Didn't opt for Warlord because I am already set to play two. If you absolutely want more healing, I could draw one up.


----------



## Charwoman Gene (Jun 30, 2008)

I'm gonna be shifting my character around in the next 2-3 days to be human.  I might go with a minior member of a dragonmarked house, maybe just a snooty Brelish family... ((I'm drawing odd inspiration from Jim Darkmagic, of the New Hampshire Darkmagics.))


----------



## drothgery (Jul 1, 2008)

Hand of Graz'zt said:


> No offence taken, my apologies for not explaining.  I used to post on here under the name "TRD" but for some weird reason Enworld stopped working when I changed ISP's.  I am changing to a different ISP so thought I would come back, if you got room for a spot, let me make a character, see what you think, then bring me in on the basis of that.




On second thought, if you've got a good idea for a cleric or warlord (or a non-defender with some multiclassing into a leader class), go ahead and write up a character.


----------



## Hand of Graz'zt (Jul 1, 2008)

Thanks, will have a character and history statted out by tomorrow.


----------



## Rayex (Jul 1, 2008)

Ok, I will go for a background in the Church of the Silver Flame then.
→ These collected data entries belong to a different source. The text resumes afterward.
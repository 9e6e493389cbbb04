//! Notification presenter for desktop hosts
//!
//! Desktop builds have no persistent foreground notification to post, so the
//! presenter logs each request and keeps the currently visible notifications
//! in memory. Embedders that own a real notification daemon implement
//! [`NotificationPresenter`] themselves.

use async_trait::async_trait;
use bridge_traits::{
    error::{BridgeError, Result},
    NotificationChannelSpec, NotificationContent, NotificationPresenter,
};
use std::collections::HashMap;
use tokio::sync::RwLock;
use tracing::{debug, info};

/// Tracing-backed notification presenter.
#[derive(Debug, Default)]
pub struct TracingNotificationPresenter {
    channels: RwLock<HashMap<String, NotificationChannelSpec>>,
    visible: RwLock<HashMap<i32, NotificationContent>>,
}

impl TracingNotificationPresenter {
    pub fn new() -> Self {
        Self::default()
    }

    /// Notification currently shown under `id`, if any.
    pub async fn visible(&self, id: i32) -> Option<NotificationContent> {
        self.visible.read().await.get(&id).cloned()
    }

    pub async fn visible_count(&self) -> usize {
        self.visible.read().await.len()
    }

    pub async fn has_channel(&self, id: &str) -> bool {
        self.channels.read().await.contains_key(id)
    }
}

#[async_trait]
impl NotificationPresenter for TracingNotificationPresenter {
    async fn ensure_channel(&self, channel: &NotificationChannelSpec) -> Result<()> {
        let mut channels = self.channels.write().await;
        if channels.contains_key(&channel.id) {
            return Ok(());
        }

        debug!(
            channel = %channel.id,
            name = %channel.name,
            importance = ?channel.importance,
            "notification channel registered"
        );
        channels.insert(channel.id.clone(), channel.clone());
        Ok(())
    }

    async fn present(&self, content: &NotificationContent) -> Result<()> {
        if !self.has_channel(&content.channel_id).await {
            return Err(BridgeError::NotAvailable(format!(
                "notification channel '{}' has not been created",
                content.channel_id
            )));
        }

        info!(
            notification_id = content.id,
            channel = %content.channel_id,
            title = %content.title,
            body = %content.body,
            priority = ?content.priority,
            "notification shown"
        );
        self.visible
            .write()
            .await
            .insert(content.id, content.clone());
        Ok(())
    }

    async fn withdraw(&self, notification_id: i32) -> Result<()> {
        if self.visible.write().await.remove(&notification_id).is_some() {
            info!(notification_id, "notification withdrawn");
        }
        Ok(())
    }
}

#[cfg(test)]
mod tests {
    use super::*;
    use bridge_traits::{
        NotificationCategory, NotificationIcon, NotificationImportance, NotificationPriority,
    };

    fn channel() -> NotificationChannelSpec {
        NotificationChannelSpec {
            id: "alerts".into(),
            name: "Alerts".into(),
            description: "Alert channel".into(),
            importance: NotificationImportance::High,
            silent: true,
            vibration: true,
        }
    }

    fn content(title: &str) -> NotificationContent {
        NotificationContent {
            id: 888,
            channel_id: "alerts".into(),
            title: title.into(),
            body: "Playing audio...".into(),
            icon: NotificationIcon::Default,
            ongoing: true,
            priority: NotificationPriority::Max,
            category: NotificationCategory::Alarm,
            open_app_on_tap: true,
        }
    }

    #[tokio::test]
    async fn test_present_requires_channel() {
        let presenter = TracingNotificationPresenter::new();
        let result = presenter.present(&content("Alert")).await;
        assert!(matches!(result, Err(BridgeError::NotAvailable(_))));
    }

    #[tokio::test]
    async fn test_present_replaces_same_id() {
        let presenter = TracingNotificationPresenter::new();
        presenter.ensure_channel(&channel()).await.unwrap();
        presenter.ensure_channel(&channel()).await.unwrap();

        presenter.present(&content("First")).await.unwrap();
        presenter.present(&content("Second")).await.unwrap();

        assert_eq!(presenter.visible_count().await, 1);
        assert_eq!(presenter.visible(888).await.unwrap().title, "Second");
    }

    #[tokio::test]
    async fn test_withdraw_is_idempotent() {
        let presenter = TracingNotificationPresenter::new();
        presenter.ensure_channel(&channel()).await.unwrap();
        presenter.present(&content("Alert")).await.unwrap();

        presenter.withdraw(888).await.unwrap();
        presenter.withdraw(888).await.unwrap();

        assert!(presenter.visible(888).await.is_none());
    }
}
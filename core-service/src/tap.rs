//! Tap forwarding to the application layer.

use async_trait::async_trait;
use bridge_traits::MethodChannel;
use core_playback::{TapEvent, TapHandler};
use std::sync::Arc;
use tracing::{debug, error};

use crate::args::methods;

/// Delivers tap events over the method channel as `onNotificationTapped`.
pub struct ChannelTapForwarder {
    channel: Arc<dyn MethodChannel>,
}

impl ChannelTapForwarder {
    pub fn new(channel: Arc<dyn MethodChannel>) -> Self {
        Self { channel }
    }
}

#[async_trait]
impl TapHandler for ChannelTapForwarder {
    async fn on_tap(&self, event: TapEvent) {
        let payload = match serde_json::to_value(&event) {
            Ok(payload) => payload,
            Err(err) => {
                error!(error = %err, "failed to encode tap payload");
                return;
            }
        };

        match self
            .channel
            .invoke_method(methods::ON_NOTIFICATION_TAPPED, payload)
            .await
        {
            Ok(()) => debug!(channel = self.channel.name(), "tap forwarded"),
            Err(err) => error!(
                channel = self.channel.name(),
                error = %err,
                "failed to forward notification tap"
            ),
        }
    }
}
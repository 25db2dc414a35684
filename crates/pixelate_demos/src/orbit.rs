//! A point circling the screen center.
//!
//! With different horizontal and vertical radii the path becomes an
//! ellipse.

use pixelate_fixed::Fixed;
use pixelate_raster::{Bitmap, Color};

use crate::simulation::{Flow, Simulation};

/// Orbit parameters and the current angle.
#[derive(Clone, Copy, Debug, PartialEq, Eq)]
pub struct Orbit {
    radius_x: i32,
    radius_y: i32,
    step: Fixed,
    angle: Fixed,
}

impl Default for Orbit {
    fn default() -> Self {
        Self::new(100, 100, Fixed::ONE)
    }
}

impl Orbit {
    /// Starts at angle 0 (right of center), advancing `step` per tick.
    #[must_use]
    pub const fn new(radius_x: i32, radius_y: i32, step: Fixed) -> Self {
        Self {
            radius_x,
            radius_y,
            step,
            angle: Fixed::ZERO,
        }
    }

    /// Current angle in `[0, 256)`.
    #[must_use]
    pub const fn angle(&self) -> Fixed {
        self.angle
    }

    /// Offset of the point from the center.
    #[must_use]
    pub fn offset(&self) -> (i32, i32) {
        (
            (self.radius_x * self.angle.cos()).to_int(),
            (self.radius_y * self.angle.sin()).to_int(),
        )
    }

    /// Moves the point one step along the orbit.
    pub fn advance(&mut self) {
        self.angle = (self.angle + self.step).wrap_angle();
    }

    /// Clears the frame and plots the point in white.
    pub fn draw(&self, target: &mut Bitmap) {
        target.clear(Color::BLACK);
        let (x, y) = self.offset();
        target.put_pixel(x + target.w() / 2, y + target.h() / 2, Color::WHITE);
    }
}

/// Drives an `Orbit` so that each frame shows the point before the step,
/// as the per-tick loop does: compute, plot, advance.
#[derive(Clone, Copy, Debug)]
pub struct OrbitRun {
    /// Orbit state; the angle drawn at tick n is `n * step`.
    pub orbit: Orbit,
    started: bool,
}

impl OrbitRun {
    /// Wraps an orbit.
    #[must_use]
    pub const fn new(orbit: Orbit) -> Self {
        Self {
            orbit,
            started: false,
        }
    }
}

impl Simulation for OrbitRun {
    fn tick(&mut self, _tick: u32) -> Flow {
        if self.started {
            self.orbit.advance();
        }
        self.started = true;
        Flow::Continue
    }

    fn draw(&self, target: &mut Bitmap) {
        self.orbit.draw(target);
    }
}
Will have to do a bit of reading-up for that though, but sounds like Sirianina's cup of tea.


----------



## drothgery (Jul 2, 2008)

Zweischneid said:


> Alright, character concept posted above. Fairly straightforward, swashbuckling Eberron explorer type




Should be good. I noticed you took advantage of my quickly improvised half-orc house rules .



Charwoman Gene said:


> I'm gonna be shifting my character around in the next 2-3 days to be human.  I might go with a minior member of a dragonmarked house, maybe just a snooty Brelish family... ((I'm drawing odd inspiration from Jim Darkmagic, of the New Hampshire Darkmagics.))




I'm not familiar with that source, but if it leads to a cool character, who cares?



Hand of Graz'zt said:


> Thanks, will have a character and history statted out by tomorrow.




Cool.



Rayex said:


> Ok, I will go for a background in the Church of the Silver Flame then. Will have to do a bit of reading-up for that though, but sounds like Sirianina's cup of tea.




Great.


----------



## Zweischneid (Jul 2, 2008)

drothgery said:


> Should be good. I noticed you took advantage of my quickly improvised half-orc house rules .




A sure 

Actually been playing around with some more convoluted backstories to fit in some multi-classing. But Action Surge Half-orc Treasure Hunter makes for a nice 'early-days' Eberron type of pulp hero.. so I just thought to keep it simple.. for now.


----------



## drothgery (Jul 3, 2008)

One more thing -- since the artificer is up in Dragon (albeit in preview form, and without enough at-wills for a human to play one unless they take two multiclass feats at 1st level), it's an available option. The artificer is an arcane leader, in case you were wondering.


----------



## drothgery (Jul 4, 2008)

Err... I'd like to be able to start this tomorrow (as I've got the day off, and not much to do), and I still need updated PCs from most of you. Thanks.


----------



## Charwoman Gene (Jul 4, 2008)

Updated in the Rogue's Gallery.


----------



## Zweischneid (Jul 4, 2008)

Well, posted Khoros in the RG now. Artificer is tempting (especially since the group is low on leaders), but I don't really feel like playtesting new stuff when I haven't yet had a chance to actually playtest the stuff that was published more than a month or so back.


----------



## Rayex (Jul 4, 2008)

Siranina is updated


----------



## drothgery (Jul 4, 2008)

I've creat the new IC thread, though it's just a placeholder for now. I should have the intro up later today.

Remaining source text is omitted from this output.